■ What you will do
All lines from the opening of the entries below through the line containing "pub mod model;" must be output exactly as they appear, with no other lines.

***** Records for this task *****

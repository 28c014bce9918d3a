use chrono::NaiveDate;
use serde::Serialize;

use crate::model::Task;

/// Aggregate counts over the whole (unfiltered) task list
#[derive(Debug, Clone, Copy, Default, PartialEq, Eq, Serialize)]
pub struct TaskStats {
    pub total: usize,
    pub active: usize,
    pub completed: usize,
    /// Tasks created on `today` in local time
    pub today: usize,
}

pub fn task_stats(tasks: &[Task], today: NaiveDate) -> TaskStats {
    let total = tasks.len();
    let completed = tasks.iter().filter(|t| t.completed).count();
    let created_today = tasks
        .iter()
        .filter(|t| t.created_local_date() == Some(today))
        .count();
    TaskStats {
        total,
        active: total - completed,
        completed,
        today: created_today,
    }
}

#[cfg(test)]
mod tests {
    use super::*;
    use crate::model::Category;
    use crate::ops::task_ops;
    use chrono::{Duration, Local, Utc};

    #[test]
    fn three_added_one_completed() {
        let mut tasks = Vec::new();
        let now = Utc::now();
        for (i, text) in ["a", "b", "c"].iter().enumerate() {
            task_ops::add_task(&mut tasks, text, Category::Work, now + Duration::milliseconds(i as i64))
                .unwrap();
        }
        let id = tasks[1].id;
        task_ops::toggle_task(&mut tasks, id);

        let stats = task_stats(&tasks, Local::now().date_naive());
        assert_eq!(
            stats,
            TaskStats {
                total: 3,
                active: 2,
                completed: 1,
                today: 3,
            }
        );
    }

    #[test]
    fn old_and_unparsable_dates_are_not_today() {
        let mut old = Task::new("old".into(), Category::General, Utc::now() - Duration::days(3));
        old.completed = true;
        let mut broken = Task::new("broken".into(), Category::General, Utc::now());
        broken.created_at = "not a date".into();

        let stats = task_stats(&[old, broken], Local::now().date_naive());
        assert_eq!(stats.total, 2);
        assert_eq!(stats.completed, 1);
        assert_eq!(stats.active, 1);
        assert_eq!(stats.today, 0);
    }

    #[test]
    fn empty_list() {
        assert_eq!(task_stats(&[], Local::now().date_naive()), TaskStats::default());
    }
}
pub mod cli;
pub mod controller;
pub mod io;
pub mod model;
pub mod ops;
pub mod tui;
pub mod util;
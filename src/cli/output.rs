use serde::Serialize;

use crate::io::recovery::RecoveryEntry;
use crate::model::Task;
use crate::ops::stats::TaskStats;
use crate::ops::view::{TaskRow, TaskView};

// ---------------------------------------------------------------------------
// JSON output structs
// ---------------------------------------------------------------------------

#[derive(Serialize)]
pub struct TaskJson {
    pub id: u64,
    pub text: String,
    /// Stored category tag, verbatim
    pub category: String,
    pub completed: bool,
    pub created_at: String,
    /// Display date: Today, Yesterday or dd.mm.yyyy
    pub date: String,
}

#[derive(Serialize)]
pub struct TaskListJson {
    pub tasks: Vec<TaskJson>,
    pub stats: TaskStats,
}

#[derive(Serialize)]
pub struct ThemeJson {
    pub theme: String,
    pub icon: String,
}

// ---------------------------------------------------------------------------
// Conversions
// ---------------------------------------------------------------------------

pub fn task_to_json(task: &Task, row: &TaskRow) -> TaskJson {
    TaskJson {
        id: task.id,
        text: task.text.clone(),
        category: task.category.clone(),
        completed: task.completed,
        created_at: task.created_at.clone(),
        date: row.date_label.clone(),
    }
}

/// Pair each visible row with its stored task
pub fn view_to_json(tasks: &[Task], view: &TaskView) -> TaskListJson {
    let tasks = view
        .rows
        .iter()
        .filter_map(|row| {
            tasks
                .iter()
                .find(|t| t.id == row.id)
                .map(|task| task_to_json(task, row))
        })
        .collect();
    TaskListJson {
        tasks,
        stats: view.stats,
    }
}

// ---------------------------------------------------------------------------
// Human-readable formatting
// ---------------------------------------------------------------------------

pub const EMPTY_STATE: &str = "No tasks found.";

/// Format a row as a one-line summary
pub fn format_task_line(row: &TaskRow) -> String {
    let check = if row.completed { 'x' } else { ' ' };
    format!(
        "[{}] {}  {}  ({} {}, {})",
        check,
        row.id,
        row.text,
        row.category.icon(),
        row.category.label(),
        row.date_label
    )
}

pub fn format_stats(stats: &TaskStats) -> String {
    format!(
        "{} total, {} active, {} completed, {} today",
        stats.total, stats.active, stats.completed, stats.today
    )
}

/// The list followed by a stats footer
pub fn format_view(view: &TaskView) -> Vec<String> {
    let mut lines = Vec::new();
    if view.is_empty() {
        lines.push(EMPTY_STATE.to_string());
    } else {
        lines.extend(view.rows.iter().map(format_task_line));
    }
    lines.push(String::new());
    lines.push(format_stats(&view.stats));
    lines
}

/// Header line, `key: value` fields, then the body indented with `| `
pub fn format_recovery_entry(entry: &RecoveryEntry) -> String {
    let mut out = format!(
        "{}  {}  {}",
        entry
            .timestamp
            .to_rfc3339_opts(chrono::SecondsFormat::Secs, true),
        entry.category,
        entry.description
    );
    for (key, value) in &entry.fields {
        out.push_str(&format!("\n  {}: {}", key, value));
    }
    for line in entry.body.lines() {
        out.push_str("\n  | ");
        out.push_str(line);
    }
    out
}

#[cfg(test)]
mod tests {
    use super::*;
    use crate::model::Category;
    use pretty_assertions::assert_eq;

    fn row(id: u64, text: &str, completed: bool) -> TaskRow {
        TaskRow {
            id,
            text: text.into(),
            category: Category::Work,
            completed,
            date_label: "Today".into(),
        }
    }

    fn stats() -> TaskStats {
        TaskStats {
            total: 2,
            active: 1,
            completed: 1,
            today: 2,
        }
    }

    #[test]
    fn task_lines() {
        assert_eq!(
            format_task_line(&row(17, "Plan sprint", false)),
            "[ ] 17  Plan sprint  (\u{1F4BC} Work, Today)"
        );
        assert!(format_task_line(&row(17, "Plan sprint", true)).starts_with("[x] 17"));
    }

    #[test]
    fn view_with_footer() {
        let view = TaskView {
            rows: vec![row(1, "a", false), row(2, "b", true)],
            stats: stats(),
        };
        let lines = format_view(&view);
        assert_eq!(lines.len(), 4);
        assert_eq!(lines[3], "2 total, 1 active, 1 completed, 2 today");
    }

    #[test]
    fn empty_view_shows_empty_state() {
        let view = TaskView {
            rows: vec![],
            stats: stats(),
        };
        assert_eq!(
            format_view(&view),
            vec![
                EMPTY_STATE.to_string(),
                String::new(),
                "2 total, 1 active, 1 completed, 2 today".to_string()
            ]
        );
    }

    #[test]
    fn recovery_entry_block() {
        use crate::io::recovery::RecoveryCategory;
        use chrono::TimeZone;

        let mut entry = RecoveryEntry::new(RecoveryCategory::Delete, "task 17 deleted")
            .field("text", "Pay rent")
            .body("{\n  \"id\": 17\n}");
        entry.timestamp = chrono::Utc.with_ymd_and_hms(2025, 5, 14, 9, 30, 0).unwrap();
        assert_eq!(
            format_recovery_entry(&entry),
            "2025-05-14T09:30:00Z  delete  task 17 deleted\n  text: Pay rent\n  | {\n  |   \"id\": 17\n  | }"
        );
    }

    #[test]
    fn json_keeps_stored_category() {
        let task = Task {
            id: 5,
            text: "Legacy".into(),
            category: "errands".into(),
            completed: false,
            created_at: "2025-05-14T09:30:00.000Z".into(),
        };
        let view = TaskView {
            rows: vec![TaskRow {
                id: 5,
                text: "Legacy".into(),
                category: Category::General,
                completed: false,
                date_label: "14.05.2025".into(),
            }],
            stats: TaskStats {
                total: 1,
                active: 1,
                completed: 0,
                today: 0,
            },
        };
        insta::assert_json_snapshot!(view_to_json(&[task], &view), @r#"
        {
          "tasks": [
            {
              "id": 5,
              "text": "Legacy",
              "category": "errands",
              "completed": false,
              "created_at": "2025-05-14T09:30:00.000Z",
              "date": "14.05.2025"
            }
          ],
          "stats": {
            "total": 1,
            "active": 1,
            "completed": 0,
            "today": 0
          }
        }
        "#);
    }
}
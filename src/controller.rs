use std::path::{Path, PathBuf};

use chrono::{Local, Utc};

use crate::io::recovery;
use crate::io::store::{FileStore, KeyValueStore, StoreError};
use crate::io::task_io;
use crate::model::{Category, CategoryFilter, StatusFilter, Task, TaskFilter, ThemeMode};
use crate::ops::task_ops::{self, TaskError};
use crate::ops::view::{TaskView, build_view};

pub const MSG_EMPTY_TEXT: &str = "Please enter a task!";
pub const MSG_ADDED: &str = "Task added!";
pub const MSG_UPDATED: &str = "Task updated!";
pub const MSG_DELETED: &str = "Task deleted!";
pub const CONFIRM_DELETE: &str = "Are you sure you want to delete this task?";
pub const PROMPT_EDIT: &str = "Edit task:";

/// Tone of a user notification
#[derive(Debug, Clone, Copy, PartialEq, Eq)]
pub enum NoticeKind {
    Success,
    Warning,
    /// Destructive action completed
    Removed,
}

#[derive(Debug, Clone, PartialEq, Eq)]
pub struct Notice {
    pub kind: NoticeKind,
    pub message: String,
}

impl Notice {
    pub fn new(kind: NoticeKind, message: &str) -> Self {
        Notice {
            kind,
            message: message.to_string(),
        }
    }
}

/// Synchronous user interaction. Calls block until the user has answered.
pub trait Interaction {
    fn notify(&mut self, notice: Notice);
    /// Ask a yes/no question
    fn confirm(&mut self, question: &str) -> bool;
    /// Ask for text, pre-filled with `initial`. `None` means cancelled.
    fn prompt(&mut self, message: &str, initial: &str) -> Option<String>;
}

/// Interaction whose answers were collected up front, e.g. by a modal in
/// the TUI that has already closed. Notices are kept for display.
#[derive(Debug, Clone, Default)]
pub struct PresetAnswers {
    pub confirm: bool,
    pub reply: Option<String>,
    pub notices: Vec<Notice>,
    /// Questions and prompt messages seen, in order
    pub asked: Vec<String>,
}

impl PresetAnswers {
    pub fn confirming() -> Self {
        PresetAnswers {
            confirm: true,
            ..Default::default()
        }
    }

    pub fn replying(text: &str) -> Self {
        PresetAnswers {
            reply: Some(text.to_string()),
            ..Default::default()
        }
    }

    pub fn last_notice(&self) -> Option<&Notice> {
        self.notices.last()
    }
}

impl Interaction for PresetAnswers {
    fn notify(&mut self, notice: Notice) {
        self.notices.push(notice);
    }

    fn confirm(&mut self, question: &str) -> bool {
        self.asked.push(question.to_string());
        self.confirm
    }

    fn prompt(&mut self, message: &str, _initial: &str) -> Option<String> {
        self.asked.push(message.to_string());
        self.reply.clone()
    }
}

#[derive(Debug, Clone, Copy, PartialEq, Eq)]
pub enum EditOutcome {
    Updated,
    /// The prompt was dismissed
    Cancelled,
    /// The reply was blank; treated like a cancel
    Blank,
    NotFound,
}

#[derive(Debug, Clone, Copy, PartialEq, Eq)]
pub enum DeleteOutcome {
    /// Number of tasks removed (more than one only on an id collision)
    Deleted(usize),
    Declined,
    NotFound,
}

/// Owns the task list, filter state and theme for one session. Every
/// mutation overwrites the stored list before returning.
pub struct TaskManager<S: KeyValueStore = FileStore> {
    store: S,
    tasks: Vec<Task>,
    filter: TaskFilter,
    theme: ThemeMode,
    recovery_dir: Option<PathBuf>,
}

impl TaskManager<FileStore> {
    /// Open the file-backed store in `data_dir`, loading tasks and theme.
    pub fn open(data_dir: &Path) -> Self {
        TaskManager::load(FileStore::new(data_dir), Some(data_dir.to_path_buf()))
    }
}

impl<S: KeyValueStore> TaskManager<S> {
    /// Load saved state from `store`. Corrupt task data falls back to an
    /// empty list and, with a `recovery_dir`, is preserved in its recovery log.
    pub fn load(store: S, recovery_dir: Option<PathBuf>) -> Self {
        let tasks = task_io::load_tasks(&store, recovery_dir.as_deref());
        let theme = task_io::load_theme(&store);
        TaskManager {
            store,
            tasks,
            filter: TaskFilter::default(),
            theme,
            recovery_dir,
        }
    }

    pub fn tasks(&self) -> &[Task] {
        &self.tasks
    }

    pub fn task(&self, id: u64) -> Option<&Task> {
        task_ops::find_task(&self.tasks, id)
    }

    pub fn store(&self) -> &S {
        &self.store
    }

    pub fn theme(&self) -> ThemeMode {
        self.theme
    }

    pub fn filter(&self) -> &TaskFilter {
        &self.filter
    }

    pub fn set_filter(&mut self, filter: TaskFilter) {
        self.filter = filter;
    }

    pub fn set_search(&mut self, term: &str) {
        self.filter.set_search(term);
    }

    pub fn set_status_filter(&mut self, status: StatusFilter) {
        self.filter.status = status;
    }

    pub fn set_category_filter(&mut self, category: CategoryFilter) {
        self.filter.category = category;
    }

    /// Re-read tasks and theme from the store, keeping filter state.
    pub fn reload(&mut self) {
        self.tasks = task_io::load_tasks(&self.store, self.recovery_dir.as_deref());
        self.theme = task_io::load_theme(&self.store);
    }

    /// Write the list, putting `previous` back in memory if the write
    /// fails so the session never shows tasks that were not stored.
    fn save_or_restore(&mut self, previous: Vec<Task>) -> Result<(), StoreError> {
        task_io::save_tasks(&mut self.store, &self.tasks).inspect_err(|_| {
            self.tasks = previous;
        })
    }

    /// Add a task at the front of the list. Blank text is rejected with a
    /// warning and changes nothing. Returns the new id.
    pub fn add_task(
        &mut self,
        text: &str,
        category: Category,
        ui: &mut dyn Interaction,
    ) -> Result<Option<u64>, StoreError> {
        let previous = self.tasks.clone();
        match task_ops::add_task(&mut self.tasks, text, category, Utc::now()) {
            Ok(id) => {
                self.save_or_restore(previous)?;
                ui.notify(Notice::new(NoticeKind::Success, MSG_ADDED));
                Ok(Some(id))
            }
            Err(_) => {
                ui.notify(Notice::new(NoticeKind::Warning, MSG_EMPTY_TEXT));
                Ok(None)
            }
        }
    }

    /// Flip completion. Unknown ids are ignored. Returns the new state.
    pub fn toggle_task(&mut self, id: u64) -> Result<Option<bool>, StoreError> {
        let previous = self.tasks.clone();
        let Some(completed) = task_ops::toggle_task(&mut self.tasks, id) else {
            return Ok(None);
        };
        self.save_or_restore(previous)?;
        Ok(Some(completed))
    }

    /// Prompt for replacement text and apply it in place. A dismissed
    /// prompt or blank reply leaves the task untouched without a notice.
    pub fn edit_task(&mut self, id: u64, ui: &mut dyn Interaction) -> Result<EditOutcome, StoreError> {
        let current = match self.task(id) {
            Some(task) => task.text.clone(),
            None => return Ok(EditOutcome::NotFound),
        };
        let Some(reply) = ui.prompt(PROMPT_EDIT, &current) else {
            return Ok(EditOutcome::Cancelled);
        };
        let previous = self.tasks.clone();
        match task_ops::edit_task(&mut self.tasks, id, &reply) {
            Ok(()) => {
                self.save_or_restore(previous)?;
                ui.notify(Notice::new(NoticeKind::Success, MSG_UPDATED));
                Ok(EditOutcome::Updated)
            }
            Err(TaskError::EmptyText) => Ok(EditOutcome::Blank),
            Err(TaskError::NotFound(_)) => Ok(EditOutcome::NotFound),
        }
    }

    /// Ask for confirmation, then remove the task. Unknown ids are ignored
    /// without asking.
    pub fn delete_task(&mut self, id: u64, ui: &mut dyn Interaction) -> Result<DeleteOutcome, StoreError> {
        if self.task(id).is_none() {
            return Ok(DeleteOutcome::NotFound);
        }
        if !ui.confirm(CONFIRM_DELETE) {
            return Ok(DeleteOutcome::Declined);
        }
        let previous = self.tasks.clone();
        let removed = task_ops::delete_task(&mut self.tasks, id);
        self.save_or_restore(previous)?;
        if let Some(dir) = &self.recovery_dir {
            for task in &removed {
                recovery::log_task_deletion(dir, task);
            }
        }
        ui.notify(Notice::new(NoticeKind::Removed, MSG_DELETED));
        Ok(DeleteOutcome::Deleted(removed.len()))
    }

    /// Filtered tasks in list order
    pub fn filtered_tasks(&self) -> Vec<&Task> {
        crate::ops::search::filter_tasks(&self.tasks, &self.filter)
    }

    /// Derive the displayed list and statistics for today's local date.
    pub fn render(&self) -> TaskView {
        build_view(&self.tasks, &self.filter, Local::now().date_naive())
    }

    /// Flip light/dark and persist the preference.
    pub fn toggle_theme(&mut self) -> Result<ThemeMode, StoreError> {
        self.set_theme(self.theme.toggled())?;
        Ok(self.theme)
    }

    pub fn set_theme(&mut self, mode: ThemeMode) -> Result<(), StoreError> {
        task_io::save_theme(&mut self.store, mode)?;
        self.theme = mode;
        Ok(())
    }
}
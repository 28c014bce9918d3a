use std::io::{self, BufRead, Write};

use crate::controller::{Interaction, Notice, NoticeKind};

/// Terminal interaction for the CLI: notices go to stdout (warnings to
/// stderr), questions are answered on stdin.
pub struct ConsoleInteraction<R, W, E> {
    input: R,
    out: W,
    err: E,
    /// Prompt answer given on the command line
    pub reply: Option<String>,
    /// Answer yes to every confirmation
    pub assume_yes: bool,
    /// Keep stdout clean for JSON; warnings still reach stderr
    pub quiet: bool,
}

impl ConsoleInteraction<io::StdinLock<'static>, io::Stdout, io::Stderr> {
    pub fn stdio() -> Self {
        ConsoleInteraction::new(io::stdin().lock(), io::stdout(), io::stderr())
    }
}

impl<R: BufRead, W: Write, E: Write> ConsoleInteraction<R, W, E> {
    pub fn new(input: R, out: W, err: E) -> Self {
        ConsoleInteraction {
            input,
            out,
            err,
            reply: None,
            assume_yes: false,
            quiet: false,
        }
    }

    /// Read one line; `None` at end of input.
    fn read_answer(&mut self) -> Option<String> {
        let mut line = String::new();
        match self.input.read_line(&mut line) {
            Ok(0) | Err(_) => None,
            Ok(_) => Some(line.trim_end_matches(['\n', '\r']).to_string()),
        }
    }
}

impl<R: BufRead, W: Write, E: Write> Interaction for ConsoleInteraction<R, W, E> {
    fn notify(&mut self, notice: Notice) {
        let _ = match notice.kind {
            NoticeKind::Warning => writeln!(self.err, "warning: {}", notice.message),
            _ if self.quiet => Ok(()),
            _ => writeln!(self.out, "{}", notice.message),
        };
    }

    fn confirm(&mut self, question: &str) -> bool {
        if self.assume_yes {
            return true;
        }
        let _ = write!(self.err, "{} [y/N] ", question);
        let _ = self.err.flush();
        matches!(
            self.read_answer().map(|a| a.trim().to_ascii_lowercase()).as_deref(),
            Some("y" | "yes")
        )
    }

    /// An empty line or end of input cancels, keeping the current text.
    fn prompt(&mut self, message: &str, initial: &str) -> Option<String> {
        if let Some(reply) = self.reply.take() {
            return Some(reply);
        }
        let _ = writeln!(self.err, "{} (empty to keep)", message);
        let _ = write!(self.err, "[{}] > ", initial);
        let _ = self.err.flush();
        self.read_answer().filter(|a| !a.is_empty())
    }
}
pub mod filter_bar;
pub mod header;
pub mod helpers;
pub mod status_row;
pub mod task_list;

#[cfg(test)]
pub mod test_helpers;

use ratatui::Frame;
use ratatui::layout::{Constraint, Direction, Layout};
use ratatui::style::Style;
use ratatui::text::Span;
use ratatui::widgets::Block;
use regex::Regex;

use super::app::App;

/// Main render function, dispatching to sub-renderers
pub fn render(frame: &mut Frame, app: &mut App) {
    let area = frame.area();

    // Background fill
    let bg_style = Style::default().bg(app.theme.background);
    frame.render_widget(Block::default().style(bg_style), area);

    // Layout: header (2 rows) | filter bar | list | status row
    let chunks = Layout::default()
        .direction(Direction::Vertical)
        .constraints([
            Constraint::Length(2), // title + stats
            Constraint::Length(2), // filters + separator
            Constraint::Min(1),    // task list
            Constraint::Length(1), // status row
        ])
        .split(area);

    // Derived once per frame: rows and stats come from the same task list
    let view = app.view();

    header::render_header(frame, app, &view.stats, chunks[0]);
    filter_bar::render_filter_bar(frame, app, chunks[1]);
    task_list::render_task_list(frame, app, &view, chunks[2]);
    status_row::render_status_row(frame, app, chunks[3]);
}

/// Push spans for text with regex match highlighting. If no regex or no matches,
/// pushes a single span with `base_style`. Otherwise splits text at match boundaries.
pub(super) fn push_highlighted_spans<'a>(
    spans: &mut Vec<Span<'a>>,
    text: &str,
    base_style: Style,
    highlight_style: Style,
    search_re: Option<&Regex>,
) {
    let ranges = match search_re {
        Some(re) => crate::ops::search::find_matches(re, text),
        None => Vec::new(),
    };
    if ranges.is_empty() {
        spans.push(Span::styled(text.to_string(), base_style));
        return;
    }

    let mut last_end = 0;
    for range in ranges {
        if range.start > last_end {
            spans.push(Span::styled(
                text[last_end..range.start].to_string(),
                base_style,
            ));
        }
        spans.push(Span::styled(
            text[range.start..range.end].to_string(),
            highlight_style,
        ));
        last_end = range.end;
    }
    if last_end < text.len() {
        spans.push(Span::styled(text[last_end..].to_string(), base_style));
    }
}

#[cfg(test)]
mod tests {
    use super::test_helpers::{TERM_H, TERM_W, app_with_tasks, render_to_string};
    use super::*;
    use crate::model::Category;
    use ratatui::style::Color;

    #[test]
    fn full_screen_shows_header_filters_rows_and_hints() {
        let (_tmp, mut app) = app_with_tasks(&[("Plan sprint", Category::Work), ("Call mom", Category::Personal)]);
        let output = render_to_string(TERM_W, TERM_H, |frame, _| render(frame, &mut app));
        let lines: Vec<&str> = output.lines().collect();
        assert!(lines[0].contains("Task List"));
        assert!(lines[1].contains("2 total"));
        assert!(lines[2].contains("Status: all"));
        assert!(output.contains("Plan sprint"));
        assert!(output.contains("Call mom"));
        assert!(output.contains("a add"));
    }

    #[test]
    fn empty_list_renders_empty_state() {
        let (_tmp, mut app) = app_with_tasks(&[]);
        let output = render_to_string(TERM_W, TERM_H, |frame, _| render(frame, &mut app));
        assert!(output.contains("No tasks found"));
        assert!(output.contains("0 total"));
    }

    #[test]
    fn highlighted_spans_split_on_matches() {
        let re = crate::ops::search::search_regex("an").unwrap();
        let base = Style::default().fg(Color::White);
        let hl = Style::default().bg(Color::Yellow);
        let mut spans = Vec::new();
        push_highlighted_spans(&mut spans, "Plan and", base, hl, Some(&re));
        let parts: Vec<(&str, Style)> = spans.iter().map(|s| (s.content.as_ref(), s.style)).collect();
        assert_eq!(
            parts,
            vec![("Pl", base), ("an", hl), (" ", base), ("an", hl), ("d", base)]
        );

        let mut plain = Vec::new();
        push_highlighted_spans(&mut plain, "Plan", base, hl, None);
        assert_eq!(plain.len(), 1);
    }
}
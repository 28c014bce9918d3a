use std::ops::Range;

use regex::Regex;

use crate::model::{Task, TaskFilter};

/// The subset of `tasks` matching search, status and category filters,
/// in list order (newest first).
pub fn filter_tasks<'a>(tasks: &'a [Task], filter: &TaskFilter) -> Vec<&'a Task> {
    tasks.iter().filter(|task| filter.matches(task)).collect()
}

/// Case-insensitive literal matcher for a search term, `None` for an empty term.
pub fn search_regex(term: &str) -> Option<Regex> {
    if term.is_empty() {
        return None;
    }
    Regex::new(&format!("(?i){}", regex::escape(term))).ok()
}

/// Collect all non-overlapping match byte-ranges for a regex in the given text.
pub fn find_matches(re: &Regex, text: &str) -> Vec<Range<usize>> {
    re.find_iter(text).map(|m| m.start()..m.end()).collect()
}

*****

■ Response box
repository 28c014bce9918d3a
use chrono::NaiveDate;
use serde::Serialize;

use crate::model::Task;

/// Aggregate counts over the whole (unfiltered) task list
#[derive(Debug, Clone, Copy, Default, PartialEq, Eq, Serialize)]
pub struct TaskStats {
    pub total: usize,
    pub active: usize,
    pub completed: usize,
    /// Tasks created on `today` in local time
    pub today: usize,
}

pub fn task_stats(tasks: &[Task], today: NaiveDate) -> TaskStats {
    let total = tasks.len();
    let completed = tasks.iter().filter(|t| t.completed).count();
    let created_today = tasks
        .iter()
        .filter(|t| t.created_local_date() == Some(today))
        .count();
    TaskStats {
        total,
        active: total - completed,
        completed,
        today: created_today,
    }
}

#[cfg(test)]
mod tests {
    use super::*;
    use crate::model::Category;
    use crate::ops::task_ops;
    use chrono::{Duration, Local, Utc};

    #[test]
    fn three_added_one_completed() {
        let mut tasks = Vec::new();
        let now = Utc::now();
        for (i, text) in ["a", "b", "c"].iter().enumerate() {
            task_ops::add_task(&mut tasks, text, Category::Work, now + Duration::milliseconds(i as i64))
                .unwrap();
        }
        let id = tasks[1].id;
        task_ops::toggle_task(&mut tasks, id);

        let stats = task_stats(&tasks, Local::now().date_naive());
        assert_eq!(
            stats,
            TaskStats {
                total: 3,
                active: 2,
                completed: 1,
                today: 3,
            }
        );
    }

    #[test]
    fn old_and_unparsable_dates_are_not_today() {
        let mut old = Task::new("old".into(), Category::General, Utc::now() - Duration::days(3));
        old.completed = true;
        let mut broken = Task::new("broken".into(), Category::General, Utc::now());
        broken.created_at = "not a date".into();

        let stats = task_stats(&[old, broken], Local::now().date_naive());
        assert_eq!(stats.total, 2);
        assert_eq!(stats.completed, 1);
        assert_eq!(stats.active, 1);
        assert_eq!(stats.today, 0);
    }

    #[test]
    fn empty_list() {
        assert_eq!(task_stats(&[], Local::now().date_naive()), TaskStats::default());
    }
}
pub mod cli;
pub mod controller;
pub mod io;
pub mod model;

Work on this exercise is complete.